Like many, COVID-19 has turned her year upside down, but she has tackled it with her usual skill and good humour.
Monica’s new book, The Godmothers, is a family mystery story as its follows Eliza Miller, the main character, as she searches for the father she has never met and also for the truth about her mother’s troubled life.
“I also think it is a story about moral dilemmas because Eliza’s two godmothers know all the family secrets, which is their torment, how much do they share?” Monica says from Adelaide in an interview with Have a Go News.
“It’s a book about how generations keep secrets from one another and the question is: is it good to keep secrets or is it better to lie?”
Monica is currently living with her mother in Adelaide before she embarks on a South Australia-wide personal promotion of her new book with online and Zoom events listed in other states.

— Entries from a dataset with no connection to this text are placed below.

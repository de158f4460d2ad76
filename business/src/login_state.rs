//! Login form state and the username/password authentication flow.
//!
//! - `LoginInput` holds what the user typed; `validate_login` checks it.
//! - `LoginCommand` posts the credentials to `/auth/login` and publishes the outcome
//!   into `AuthCompute`, including the route to navigate to on success.

use std::any::Any;
use std::fmt;

use log::{error, info, warn};
use serde::{Deserialize, Serialize};
use snaily_states::{
    Command, CommandFuture, CommandSnapshot, Compute, ComputeDeps, Dep, State, Updater,
    assign_impl, no_deps, snapshot_clone,
};
use tokio_util::sync::CancellationToken;

use crate::i18n::{ERRORS, Messages};
use crate::{BusinessConfig, Route, http::Client};

pub const USERNAME_MIN_LEN: usize = 3;
pub const USERNAME_MAX_LEN: usize = 255;
pub const PASSWORD_MIN_LEN: usize = 8;
pub const PASSWORD_MAX_LEN: usize = 255;

#[derive(Default, Debug, Clone)]
pub struct LoginInput {
    pub username: String,
    pub password: String,
    /// Set once the user edited a field; inline errors stay hidden before that.
    pub touched: bool,
}

impl State for LoginInput {
    fn as_any(&self) -> &dyn Any {
        self
    }

    fn as_any_mut(&mut self) -> &mut dyn Any {
        self
    }

    fn snapshot(&self) -> Option<Box<dyn Any + Send>> {
        snapshot_clone(self)
    }
}

#[derive(Debug, Clone, Copy, PartialEq, Eq)]
pub enum FieldError {
    Required,
    TooShort { min: usize },
    TooLong { max: usize },
}

impl fmt::Display for FieldError {
    fn fmt(&self, f: &mut fmt::Formatter<'_>) -> fmt::Result {
        match self {
            Self::Required => f.write_str("This field is required"),
            Self::TooShort { min } => write!(f, "Must be at least {min} characters"),
            Self::TooLong { max } => write!(f, "Must be at most {max} characters"),
        }
    }
}

#[derive(Debug, Clone, Copy, Default, PartialEq, Eq)]
pub struct LoginValidation {
    pub username: Option<FieldError>,
    pub password: Option<FieldError>,
}

impl LoginValidation {
    pub fn is_valid(&self) -> bool {
        self.username.is_none() && self.password.is_none()
    }
}

fn check_length(value: &str, min: usize, max: usize) -> Option<FieldError> {
    match value.chars().count() {
        0 => Some(FieldError::Required),
        len if len < min => Some(FieldError::TooShort { min }),
        len if len > max => Some(FieldError::TooLong { max }),
        _ => None,
    }
}

pub fn validate_login(input: &LoginInput) -> LoginValidation {
    LoginValidation {
        username: check_length(&input.username, USERNAME_MIN_LEN, USERNAME_MAX_LEN),
        password: check_length(&input.password, PASSWORD_MIN_LEN, PASSWORD_MAX_LEN),
    }
}

#[derive(Debug, Clone, Serialize)]
pub struct LoginRequest {
    pub username: String,
    pub password: String,
}

#[derive(Debug, Clone, Default, Deserialize)]
#[serde(rename_all = "camelCase")]
pub struct LoginResponse {
    #[serde(default)]
    pub has_temp_password: bool,
    #[serde(default)]
    pub user_id: Option<String>,
}

#[derive(Debug, Deserialize)]
struct ErrorBody {
    message: Option<String>,
}

#[derive(Debug, Clone, Default, PartialEq, Eq)]
pub enum AuthStatus {
    #[default]
    NotAuthenticated,
    Submitting,
    /// Submission rejected before any request was made.
    Invalid(LoginValidation),
    Authenticated {
        user_id: Option<String>,
        redirect: Route,
    },
    Failed(String),
}

impl AuthStatus {
    pub fn is_submitting(&self) -> bool {
        matches!(self, Self::Submitting)
    }

    pub fn is_authenticated(&self) -> bool {
        matches!(self, Self::Authenticated { .. })
    }

    pub fn redirect(&self) -> Option<&Route> {
        match self {
            Self::Authenticated { redirect, .. } => Some(redirect),
            _ => None,
        }
    }

    pub fn error_message(&self) -> Option<&str> {
        match self {
            Self::Failed(message) => Some(message),
            _ => None,
        }
    }
}

/// Where a successful login goes next, if anywhere.
pub fn resolve_login(response: LoginResponse, password: &str) -> AuthStatus {
    if response.has_temp_password {
        AuthStatus::Authenticated {
            user_id: response.user_id,
            redirect: Route::TempPassword {
                password: password.to_owned(),
            },
        }
    } else if let Some(user_id) = response.user_id {
        AuthStatus::Authenticated {
            user_id: Some(user_id),
            redirect: Route::Citizen,
        }
    } else {
        AuthStatus::NotAuthenticated
    }
}

/// Cache of the login outcome, written by [`LoginCommand`].
#[derive(Default, Debug, Clone)]
pub struct AuthCompute {
    pub status: AuthStatus,
}

impl Compute for AuthCompute {
    fn deps(&self) -> ComputeDeps {
        no_deps()
    }

    fn compute(&self, _deps: Dep<'_>, _updater: Updater) {
        // Written by `LoginCommand` only.
    }

    fn as_any(&self) -> &dyn Any {
        self
    }

    fn assign_box(&mut self, new_self: Box<dyn Any + Send>) {
        assign_impl(self, new_self);
    }

    fn snapshot(&self) -> Option<Box<dyn Any + Send>> {
        snapshot_clone(self)
    }
}

fn extract_error_message(body: &[u8], status: u16) -> String {
    serde_json::from_slice::<ErrorBody>(body)
        .ok()
        .and_then(|body| body.message)
        .unwrap_or_else(|| format!("Server error (status {status})"))
}

/// Posts the credentials in [`LoginInput`] to `/auth/login`.
///
/// Dispatch explicitly via `ctx.dispatch::<LoginCommand>()`.
#[derive(Default, Debug)]
pub struct LoginCommand;

impl Command for LoginCommand {
    fn run(
        &self,
        snap: CommandSnapshot,
        updater: Updater,
        _cancel: CancellationToken,
    ) -> CommandFuture {
        let input = snap.state::<LoginInput>().clone();
        let config = snap.state::<BusinessConfig>().clone();

        Box::pin(async move {
            let validation = validate_login(&input);
            if !validation.is_valid() {
                info!("LoginCommand: rejected invalid form");
                updater.set(AuthCompute {
                    status: AuthStatus::Invalid(validation),
                });
                return;
            }

            info!("LoginCommand: logging in as '{}'", input.username);
            updater.set(AuthCompute {
                status: AuthStatus::Submitting,
            });

            let status = submit_login(&config, input.username, input.password).await;
            match &status {
                AuthStatus::Authenticated { redirect, .. } => {
                    info!("LoginCommand: success, redirecting to {redirect}");
                }
                AuthStatus::Failed(message) => warn!("LoginCommand: {message}"),
                _ => info!("LoginCommand: login response carried no user"),
            }
            updater.set(AuthCompute { status });
        })
    }
}

async fn submit_login(config: &BusinessConfig, username: String, password: String) -> AuthStatus {
    let url = format!("{}/auth/login", config.api_url());
    let request = match Client::post(url).json(&LoginRequest {
        username,
        password: password.clone(),
    }) {
        Ok(request) => request,
        Err(err) => {
            error!("LoginCommand: {err}");
            return AuthStatus::Failed(format!("Internal error: {err}"));
        }
    };

    let response = match request.send().await {
        Ok(response) => response,
        Err(err) => return AuthStatus::Failed(format!("Network error: {err}")),
    };

    if !response.is_success() {
        return AuthStatus::Failed(extract_error_message(&response.body, response.status));
    }

    match response.json::<LoginResponse>() {
        Ok(body) => resolve_login(body, &password),
        Err(err) => {
            error!("LoginCommand: failed to parse LoginResponse: {err}");
            AuthStatus::Failed("Failed to parse server response".to_owned())
        }
    }
}

/// Error codes the auth backend puts in `/auth/login?error=`.
#[derive(Debug, Clone, Copy, PartialEq, Eq)]
pub enum AuthErrorCode {
    Banned,
    Deleted,
    DiscordNameInUse,
}

impl AuthErrorCode {
    pub fn from_query(code: &str) -> Option<Self> {
        match code {
            "banned" => Some(Self::Banned),
            "deleted" => Some(Self::Deleted),
            "discordNameInUse" => Some(Self::DiscordNameInUse),
            _ => None,
        }
    }

    pub fn message_key(self) -> &'static str {
        match self {
            Self::Banned => "userBanned",
            Self::Deleted => "userDeleted",
            Self::DiscordNameInUse => "discordNameInUse",
        }
    }

    pub fn message(self, messages: &Messages) -> &str {
        messages.t(ERRORS, self.message_key())
    }
}

/// Banner text for the login page's `error` query code. Unknown codes show nothing.
pub fn auth_error_message<'m>(code: Option<&str>, messages: &'m Messages) -> Option<&'m str> {
    code.and_then(AuthErrorCode::from_query)
        .map(|code| code.message(messages))
}

/// Where the "Login via Discord" button sends the browser.
pub fn discord_login_url(config: &BusinessConfig) -> String {
    format!("{}/auth/discord", config.api_url())
}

She says she did research at many different levels for her new book which she started writing in 2018.
“I went to every setting two or three times where possible so I did three trips to Edinburgh and to every location mentioned in the book, including Gretna Green.

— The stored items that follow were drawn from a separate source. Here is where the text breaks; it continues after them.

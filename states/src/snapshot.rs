use std::any::{Any, TypeId, type_name};
use std::collections::BTreeMap;

/// Owned copies of the snapshot-able states and computes, taken when a command starts.
#[derive(Default)]
pub struct CommandSnapshot {
    states: BTreeMap<TypeId, Box<dyn Any + Send>>,
    computes: BTreeMap<TypeId, Box<dyn Any + Send>>,
}

impl CommandSnapshot {
    pub fn new() -> Self {
        Self::default()
    }

    pub(crate) fn insert_state(&mut self, id: TypeId, value: Box<dyn Any + Send>) {
        self.states.insert(id, value);
    }

    pub(crate) fn insert_compute(&mut self, id: TypeId, value: Box<dyn Any + Send>) {
        self.computes.insert(id, value);
    }

    pub fn try_state<T: 'static>(&self) -> Option<&T> {
        self.states
            .get(&TypeId::of::<T>())
            .and_then(|boxed| boxed.downcast_ref::<T>())
    }

    /// # Panics
    /// Panics if the state was not registered or does not provide a snapshot.
    pub fn state<T: 'static>(&self) -> &T {
        self.try_state::<T>()
            .unwrap_or_else(|| panic!("State snapshot for {} is missing", type_name::<T>()))
    }

    pub fn try_compute<T: 'static>(&self) -> Option<&T> {
        self.computes
            .get(&TypeId::of::<T>())
            .and_then(|boxed| boxed.downcast_ref::<T>())
    }

    /// # Panics
    /// Panics if the compute was not registered or does not provide a snapshot.
    pub fn compute<T: 'static>(&self) -> &T {
        self.try_compute::<T>()
            .unwrap_or_else(|| panic!("Compute snapshot for {} is missing", type_name::<T>()))
    }
}
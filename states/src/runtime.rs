use std::any::{Any, TypeId, type_name};

use flume::{Receiver, Sender};
use log::warn;

use crate::Compute;

type Modify = Box<dyn FnOnce(&dyn Any) -> Option<Box<dyn Any + Send>> + Send>;

pub(crate) enum UpdateKind {
    /// Replace the compute with this value.
    Set(Box<dyn Any + Send>),
    /// Derive the new value from the one current when the update is applied.
    Modify(Modify),
}

type Update = (TypeId, UpdateKind);

/// Channel carrying compute updates from computes and commands back to the UI thread.
#[derive(Debug)]
pub struct StateRuntime {
    send: Sender<Update>,
    recv: Receiver<Update>,
}

impl Default for StateRuntime {
    fn default() -> Self {
        Self::new()
    }
}

impl StateRuntime {
    pub fn new() -> Self {
        let (send, recv) = flume::unbounded();
        Self { send, recv }
    }

    pub fn updater(&self) -> Updater {
        Updater {
            send: self.send.clone(),
        }
    }

    /// Takes every update published so far, in publish order.
    pub(crate) fn drain(&self) -> Vec<Update> {
        self.recv.try_iter().collect()
    }
}

/// Publishes new compute values. Cheap to clone and `Send`, so commands move it into
/// their futures.
#[derive(Debug, Clone)]
pub struct Updater {
    send: Sender<Update>,
}

impl Updater {
    pub fn set<T: Compute>(&self, value: T) {
        self.publish::<T>(UpdateKind::Set(Box::new(value)));
    }

    /// Edits the compute as it stands at the next `sync_computes`, after every update
    /// published before this one. Concurrent commands use it to change one part of a
    /// shared cache without overwriting each other.
    pub fn modify<T: Compute + Clone>(&self, edit: impl FnOnce(&mut T) + Send + 'static) {
        let apply: Modify = Box::new(move |current: &dyn Any| {
            let mut value = current.downcast_ref::<T>()?.clone();
            edit(&mut value);
            Some(Box::new(value) as Box<dyn Any + Send>)
        });
        self.publish::<T>(UpdateKind::Modify(apply));
    }

    fn publish<T: Compute>(&self, update: UpdateKind) {
        if self.send.send((TypeId::of::<T>(), update)).is_err() {
            warn!(
                "Updater: context dropped, discarding update for {}",
                type_name::<T>()
            );
        }
    }
}
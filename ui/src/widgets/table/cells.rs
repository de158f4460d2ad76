use egui::{Button, Color32, RichText, Ui};
use snaily_business::table::{ActionCell, BoolLabels, CellValue};

const COLOR_YES: Color32 = Color32::from_rgb(34, 139, 34);

/// Renders one cell. Returns the payload of a clicked action button.
pub fn render_cell<A: Copy>(
    ui: &mut Ui,
    cell: Option<&CellValue<A>>,
    labels: BoolLabels<'_>,
    enabled: &impl Fn(&A) -> bool,
) -> Option<A> {
    match cell {
        None => {
            ui.weak("-");
            None
        }
        Some(CellValue::Text(text)) => {
            ui.label(text);
            None
        }
        Some(CellValue::BooleanLabel(value)) => {
            render_bool_cell(ui, *value, labels);
            None
        }
        Some(CellValue::Action(cell)) => render_action_cell(ui, cell, enabled),
    }
}

fn render_bool_cell(ui: &mut Ui, value: bool, labels: BoolLabels<'_>) {
    let text = RichText::new(labels.label(value));
    if value {
        ui.label(text.color(COLOR_YES));
    } else {
        ui.label(text.weak());
    }
}

fn render_action_cell<A: Copy>(
    ui: &mut Ui,
    cell: &ActionCell<A>,
    enabled: &impl Fn(&A) -> bool,
) -> Option<A> {
    let mut clicked = None;
    ui.horizontal(|ui| {
        for button in &cell.buttons {
            if ui
                .add_enabled(enabled(&button.action), Button::new(&button.label))
                .clicked()
            {
                clicked = Some(button.action);
            }
        }
    });
    clicked
}
//! Domain layer of the SnailyCAD admin client.
//!
//! Everything the UI reads or triggers lives here as `State`, `Compute` or `Command`
//! types registered in a [`StateCtx`]; widgets only render and dispatch.

mod cad_settings;
mod config;
mod features;
pub mod http;
pub mod i18n;
mod login_state;
pub mod manage_users;
mod route;
pub mod table;
mod tabs;

#[cfg(test)]
mod test_utils;

use snaily_states::StateCtx;

pub use cad_settings::{CadSettings, load_cad_settings};
pub use config::{BusinessConfig, ConfigError, DEFAULT_API_URL};
pub use features::{Feature, FeatureFlags};
pub use i18n::Messages;
pub use login_state::{
    AuthCompute, AuthErrorCode, AuthStatus, FieldError, LoginCommand, LoginInput, LoginRequest,
    LoginResponse, LoginValidation, PASSWORD_MAX_LEN, PASSWORD_MIN_LEN,
    USERNAME_MAX_LEN, USERNAME_MIN_LEN, auth_error_message, discord_login_url, resolve_login,
    validate_login,
};
pub use manage_users::{
    ManageUsersTabs, PendingUserCommand, PendingUserCompute, PendingUserInput,
    RefreshUsersCommand, UsersListCompute, UsersSearch, VisibleUsersCompute,
};
pub use route::Route;
pub use tabs::TabsState;

/// Context with every state and compute of the app registered.
///
/// Computes run in registration order, so derived computes come after the caches they read.
pub fn build_state_ctx(config: BusinessConfig, route: Route) -> StateCtx {
    let mut ctx = StateCtx::new();

    ctx.add_state(config);
    ctx.add_state(route);
    ctx.add_state(Messages::english());

    // Login
    ctx.add_state(LoginInput::default());
    ctx.record_compute(AuthCompute::default());

    // Manage users
    ctx.add_state(UsersSearch::default());
    ctx.add_state(ManageUsersTabs::default());
    ctx.add_state(PendingUserInput::default());
    ctx.record_compute(UsersListCompute::default());
    ctx.record_compute(PendingUserCompute::default());
    ctx.record_compute(VisibleUsersCompute::default());

    ctx
}
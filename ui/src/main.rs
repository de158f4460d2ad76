#![warn(clippy::all, rust_2018_idioms)]
#![cfg_attr(not(debug_assertions), windows_subsystem = "windows")]

use anyhow::Context as _;
use log::{debug, info};
use snaily_business::{BusinessConfig, FeatureFlags, Route, load_cad_settings};
use snaily_ui::{SnailyApp, state::State};

fn main() -> anyhow::Result<()> {
    // Log to stderr (if you run with `RUST_LOG=debug`).
    env_logger::Builder::from_env(env_logger::Env::default().default_filter_or("info")).init();

    if let Err(err) = dotenvy::dotenv() {
        debug!("No .env file loaded: {err}");
    }

    let config = BusinessConfig::from_env().context("invalid configuration")?;
    let route = std::env::args()
        .nth(1)
        .map(|path| Route::parse(&path))
        .unwrap_or_default();
    info!("Using API {} starting at {route}", config.api_url());

    // Commands are spawned on this runtime from the UI thread.
    let runtime = tokio::runtime::Builder::new_multi_thread()
        .enable_all()
        .build()
        .context("failed to start the tokio runtime")?;
    let _guard = runtime.enter();

    let settings = runtime.block_on(load_cad_settings(&config));
    let features = FeatureFlags::from_settings(&settings);

    let native_options = eframe::NativeOptions {
        viewport: egui::ViewportBuilder::default()
            .with_title(settings.name.as_deref().unwrap_or("SnailyCAD"))
            .with_inner_size([960.0, 640.0])
            .with_min_inner_size([480.0, 360.0]),
        ..Default::default()
    };

    eframe::run_native(
        "SnailyCAD",
        native_options,
        Box::new(move |_cc| {
            let state = State::new(config, features, route);
            Ok(Box::new(SnailyApp::new(state)))
        }),
    )
    .map_err(|err| anyhow::anyhow!("eframe exited with an error: {err}"))
}
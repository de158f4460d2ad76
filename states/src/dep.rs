use std::{
    any::{TypeId, type_name},
    collections::BTreeMap,
};

use crate::{Compute, Error, State, ctx::ComputeSlot};

/// Read-only view over the context handed to [`Compute::compute`].
pub struct Dep<'a> {
    states: &'a BTreeMap<TypeId, Box<dyn State>>,
    computes: &'a BTreeMap<TypeId, ComputeSlot>,
}

impl<'a> Dep<'a> {
    pub(crate) fn new(
        states: &'a BTreeMap<TypeId, Box<dyn State>>,
        computes: &'a BTreeMap<TypeId, ComputeSlot>,
    ) -> Self {
        Self { states, computes }
    }

    pub fn try_state<T: State>(&self) -> Result<&'a T, Error> {
        self.states
            .get(&TypeId::of::<T>())
            .and_then(|state| state.as_any().downcast_ref::<T>())
            .ok_or_else(Error::state_not_found::<T>)
    }

    /// Get a state by type.
    ///
    /// # Panics
    /// Panics if the state type is not registered.
    pub fn state<T: State>(&self) -> &'a T {
        self.try_state::<T>()
            .unwrap_or_else(|_| panic!("Dep: state {} is not registered", type_name::<T>()))
    }

    pub fn try_compute<T: Compute>(&self) -> Result<&'a T, Error> {
        self.computes
            .get(&TypeId::of::<T>())
            .and_then(|slot| slot.value.as_any().downcast_ref::<T>())
            .ok_or_else(Error::compute_not_found::<T>)
    }

    /// Get a compute by type.
    ///
    /// # Panics
    /// Panics if the compute type is not registered.
    pub fn compute<T: Compute>(&self) -> &'a T {
        self.try_compute::<T>()
            .unwrap_or_else(|_| panic!("Dep: compute {} is not registered", type_name::<T>()))
    }
}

“I had a fantastic contact in the hotel industry in Dublin in terms of background material for the way a boutique hotel is run.
“The psychological side of the story focuses on a motherless young woman so I did a lot of reading on that subject, about the impact on their personality and their choices.
“I am quite careful about research, though after being a published author for 20 years, not to fall down research rabbit holes, because you can sometimes undertake research for three months rather than writing your book which is what you are supposed to be doing. I know my characters well, know what had happened and I don’t plot my books in advance.
“I knew this young woman had a tragedy with her mother which was the starting point and then it was a matter of seeing where things led me. So I often did my research as I was going along.”
By contrast to the heroine in her new book, Monica grew up in a family of seven children in the Clare Valley of South Australia and has been living between Australia and Ireland for twenty years.
She and her Irish husband John Drislane (a former journalist who had a stint on The West Australian newspaper) normally live in Dublin but this year’s events changed that.
I’m 55 now so I’ve had lots of ups and downs in my life.
Monica McInerney
Monica also has an Irish background with her grandparents settling in South Australia in the 1840s.
“My Dad was the stationmaster at Clare and, after his death, Mum moved down to Adelaide. I was visiting Mum on a work trip in March when everything happened, so I took up residence in her tiny spare room. John and I have been together for 30 years so it’s like we are having a courtship again. We write to each other and send emails.
“John ran a regional newspaper in Ireland which closed down, so he is pretty much retired though he has spent a few years writing a television drama series.
“I was the middle one in the family and growing up Mum and Dad were very hospitable, we always had people staying and visiting. I grew up in a cauldron of story ideas with lots of dialogue and chat. I’m 55 now so I’ve had lots of ups and downs in my life. In my books, I use emotions I have experienced, great love, great grief, sibling rivalry; I pin these emotions on to fictional characters.”
Monica is also excited about her first foray into children’s book writing with Marcie Gill and the Caravan Cat Adventures.
“I’m absolutely loving it, it’s a whole new world of writing for me. I have lots of nieces and nephews, I started in children’s publishing many years ago and worked in the Here’s Humphrey children’s television show.
“I’m working with illustrator Danny Snell which is a whole new world for me.”
Flights permitting, Monica hopes to rejoin her husband in Dublin in mid November.
“I think I will lock myself in an attic for a year, I have a new adult novel to write for my publishers, I have ideas for that and I’m also writing two new books in the Marcie Gill series so I will be shackled to my desk but I love it.”
Away from her desk Monica is a keen amateur photographer.
“It’s my hobby, I take lots of nature photos and have a very visual memory. John is a really good gardener and has a beautiful cottage garden at home. I spend so much time at my desk on a computer, the antidote is looking at petals and leaves close up.”
The Godmothers (Penguin Random House Australia) $32.99, is available from all good bookshops.
Monica will speak about her book online through the City of Mandurah on 20 October and with a Zoom event at the Stirling Library Karrinyup on 22 October.